Technically speaking, going by the astronomy tables, the actual Fall Equinox isn't until sometime around Monday, meaning day after tomorrow from the standpoint of today, the Saturday morning prior.
However, our Wanderers group, which at one time met weekly (more like Mercado Group for me), now meets about four times a year, to celebrate / acknowledge the two solstices (winter, summer) and two equinoxes (fall, spring). The closest Friday to this fall's equinox was yesterday, so I'm looking back on our most recent gathering (wave to everyone).
When we get to a part of the conversation where people are talking about their first religion (which could still be their religion, or not, life stories vary), my standard line is "OMSI was my religion" by which I mean the Oregon Museum of Science and Industry, just across the parking lot from Oregon Zoo when I was little. OMSI has since moved, to the east bank of the Willamette River, taking over the site of a PG&E power station, incorporating that building into its own footprint. Oregon Zoo has continued morphing and expanding.
By "OMSI was my religion" one might think I'm claiming loyalty to materialist reductionist science, however in 2nd grade (the age I'm remembering), I wasn't yet school enough to think in those terms. For me, it was about the interactive exhibits, the giant heart we could walk through, and all those buttons. You'd push some button and a little show would take place, better than a stiff-still diorama, the more standard alcove exhibit when one walks the great halls of any random museum about something 3D (add motion for 4D -- some of the dinos might swivel their heads).
A museum one might in retrospect call the MotherShip is the Deutsches Museum in Munich (Munchen) Bavaria, Germany. I got to visit there when I was a little older, and Nirvana Я Us (or were us), I have to say. That's when our family lived in Rome and Bavaria was but a few autostradas and autobahns away.
Speaking of "backwards R" (Я), you may pronounce that "
Yar!" in Cascadian, connoting "talk like a pirate" like in cartoons. Yesterday, September 19, was also
Talk Like a Pirate Day, a theme in these blogs. Portlanders like their
pirate memes. "Piracy" even still has current meaning, as in "what the FBI is up against" when it comes to kids using Napster and like that. Pirate Bay and all that.
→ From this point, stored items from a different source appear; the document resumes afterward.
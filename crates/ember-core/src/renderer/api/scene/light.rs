// Copyright 2025 eraflo
//
// Licensed under the Apache License, Version 2.0 (the "License");
// you may not use this file except in compliance with the License.
// You may obtain a copy of the License at
//
//     http://www.apache.org/licenses/LICENSE-2.0
//
// Unless required by applicable law or agreed to in writing, software
// distributed under the License is distributed on an "AS IS" BASIS,
// WITHOUT WARRANTIES OR CONDITIONS OF ANY KIND, either express or implied.
// See the License for the specific language governing permissions and
// limitations under the License.

//! Per-frame records of the lights that survived culling.

use super::material::Material;
use crate::math::{Aabb, Frustum, Mat3, Mat4, Obb, Vec3};
use crate::renderer::api::state::Rect;
use bitflags::bitflags;
use std::sync::Arc;

/// The shape of a light, which decides its shadow projection.
#[derive(Debug, Clone, Copy, PartialEq, Eq, Hash)]
pub enum LightKind {
    /// Omnidirectional, shadowed through a cube map.
    Point,
    /// Cone shaped, shadowed through one perspective projection.
    Spot,
    /// Parallel rays, shadowed through orthographic projections.
    Directional,
}

bitflags! {
    /// Per-light switches.
    #[derive(Debug, Clone, Copy, PartialEq, Eq, Hash, Default)]
    pub struct LightFlags: u32 {
        /// The main light of the scene, lit in the base pass.
        const PRIMARY_LIGHT = 1 << 0;
        /// The light renders shadow maps.
        const CAST_SHADOWS = 1 << 1;
    }
}

/// A light affecting the view this frame.
#[derive(Debug, Clone)]
pub struct VisibleLight {
    /// Index in the frame's light list.
    pub index: u32,
    /// Light shape.
    pub kind: LightKind,
    /// Per-light switches.
    pub flags: LightFlags,
    /// World position. Directional lights use the center of their volume.
    pub origin: Vec3,
    /// Orientation: forward, left and up.
    pub axis: Mat3,
    /// Influence radius along each local axis.
    pub radius: Vec3,
    /// World-space light volume.
    pub world_obb: Obb,
    /// Light frustum, meaningful for spot lights.
    pub world_frustum: Frustum,
    /// World to light view transform.
    pub view_matrix: Mat4,
    /// World to light texture space transform.
    pub view_proj_scale_bias: Mat4,
    /// World to falloff texture space transform.
    pub fall_off_matrix: Mat4,
    /// Exponent of the falloff curve.
    pub fall_off_exponent: f32,
    /// Linear color.
    pub color: Vec3,
    /// Scalar intensity.
    pub intensity: f32,
    /// Light material: projection texture and light shader.
    pub material: Arc<Material>,
    /// Slope scaled depth bias for shadow rendering.
    pub shadow_offset_factor: f32,
    /// Constant depth bias for shadow rendering.
    pub shadow_offset_units: f32,
    /// Indices into the frame's draw surfaces of the shadow casters.
    pub shadow_caster_surfs: Vec<u32>,
    /// Indices into the frame's draw surfaces lit by this light.
    pub lit_surfs: Vec<u32>,
    /// Bounds of the lit surfaces.
    pub lit_aabb: Aabb,
    /// Bounds of the shadow casters.
    pub shadow_caster_aabb: Aabb,
    /// Screen rectangle touched by the light.
    pub scissor_rect: Rect,
    /// Result of the occlusion query.
    pub occlusion_visible: bool,
}

impl VisibleLight {
    /// Creates a light with an identity view and no surfaces.
    pub fn new(index: u32, kind: LightKind, origin: Vec3, axis: Mat3, radius: Vec3, material: Arc<Material>) -> Self {
        let world_obb = Obb::new(origin, radius, axis);
        let view_matrix = Mat4::light_view(origin, &axis);
        Self {
            index,
            kind,
            flags: LightFlags::CAST_SHADOWS,
            origin,
            axis,
            radius,
            world_obb,
            world_frustum: Frustum::from_fov(origin, axis, 90.0, 90.0, 0.1, radius.x.max(0.2)),
            view_matrix,
            view_proj_scale_bias: Mat4::IDENTITY,
            fall_off_matrix: Mat4::IDENTITY,
            fall_off_exponent: 1.0,
            color: Vec3::ONE,
            intensity: 1.0,
            material,
            shadow_offset_factor: 1.0,
            shadow_offset_units: 2.0,
            shadow_caster_surfs: Vec::new(),
            lit_surfs: Vec::new(),
            lit_aabb: Aabb::INVALID,
            shadow_caster_aabb: Aabb::INVALID,
            scissor_rect: Rect::EMPTY,
            occlusion_visible: true,
        }
    }

    /// `true` for the scene's main light.
    #[inline]
    pub fn is_primary(&self) -> bool {
        self.flags.contains(LightFlags::PRIMARY_LIGHT)
    }

    /// `true` if the light renders shadow maps.
    #[inline]
    pub fn casts_shadows(&self) -> bool {
        self.flags.contains(LightFlags::CAST_SHADOWS)
    }

    /// Largest influence radius.
    #[inline]
    pub fn max_radius(&self) -> f32 {
        self.radius.x.max(self.radius.y).max(self.radius.z)
    }
}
Come to think of it, I recall attending a luncheon seminar in an OMSI conference room (near the entrance) where the topic was how police were monitoring electronic copying at PSU (this was back when I was affiliated with the Hillsboro West Precinct via Saturday Academy).
As a capital of Software Libre (you wonder where that "liberal" went, a favorite flavor), Portland doesn't advocate breaking the dinos' laws, but does encourage co-creating alternative ecosystems wherein copying digital assets around among network hosts is not considered illegal; it's a feature not a bug.
When we make our media, our business models already work backwards from the assumption of infinite free copiability, as a rule of thumb. Some call it the "Grateful Dead model" (for good reason: the Dead encouraged private recordings and bootleg distributions of their performances).
Free copiability is not incompatible with restricted access. We're not compelled to share; a treasure might still get buried, per the map. Sometimes a puzzle only resolves per the individual in a not-copiable way. Published solutions come across as a lot of blah blah to most readers. Nature has lots of membranes, barriers, other semi-permeable manifolds (veils, curtains...).
So,
full circle: last night I found myself in the OMSI planetarium getting brainwashed by my old boyhood religion, like getting reinitiated. But now that I've been a Princeton philo guy, I wouldn't say materialist reductionist would describe it. OMSI was casting (projecting)
Trusting the Universe: the Philosophy of Alan Watts, a mesmerizing experience by Amir Aziz wherein we get mandala computer graphics (animations) mixed with Alan Watts in his own words (a voice recording, subtitles projected, in English, in the margins, slightly above the planetarium's horizon line.
Most people there last night likely didn't need the subtitles, as their native tongue is close enough to English to make Watts pretty easy to understand.
At the moment I decided to buy a ticket for this event, an electronic document in my Apple Wallet, a QR code admission thing, I'd spaced out that the Wanderers Fall Equinox Gathering was that same night, the nearest Friday as you'll recall. Fortunately, our gather starts at 7 PM and the show wasn't until 9:30 PM and OMSI is not far away in terms of time, by motor vehicle.
Per plan, I dropped Sydney the dog back home around 9 PM and was paying for parking via ParkingKitty (another app) well before they started running their program.
I got to relax in a comfy seat (even if my back was killing me, not literally) and trust the universe for a little while, while Alan poked holes in the idea of our treating him as a guru, opening his hand (nothing!), putting his cards on the table, to show we each had an instructive vantage point, and letting ourselves be shaped by our own experience of Universe is no crime. He also wanted to talk us out of making "experiencing nothing" our goal in meditation, moving the needle closer to the "experience everything" end of the spectrum.